All these proposed mechanisms rely on buoyant, viscous material separating from a denser residue due to mantle flow, and it is possible that more than one mechanism contributed to craton root formation.

== Erosion ==
The long-term erosion of cratons has been labelled the "cratonic regime". It involves processes of pediplanation and etchplanation that lead to the formation of flattish surfaces known as peneplains. While the process of etchplanation is associated to humid climate and pediplanation with arid and semi-arid climate, shifting climate over geological time leads to the formation of so-called polygenetic peneplains of mixed origin.
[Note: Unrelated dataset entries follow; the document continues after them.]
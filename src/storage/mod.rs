//! Object storage for event posters and admin documents
//! 活动海报与管理文档的对象存储

pub mod documents;
pub mod gateway;


pub use documents::DocumentLibrary;
pub use gateway::{generate_object_name, object_path_from_url, StorageGateway};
Another result of the longevity of cratons is that they may alternate between periods of high and low relative sea levels. High relative sea level leads to increased oceanicity, while the opposite leads to increased inland conditions.

Many cratons have had subdued topographies since Precambrian times. For example, the Yilgarn craton of Western Australia was flattish already by Middle Proterozoic times and the Baltic Shield had been eroded into a subdued terrain already during the Late Mesoproterozoic when the rapakivi granites intruded.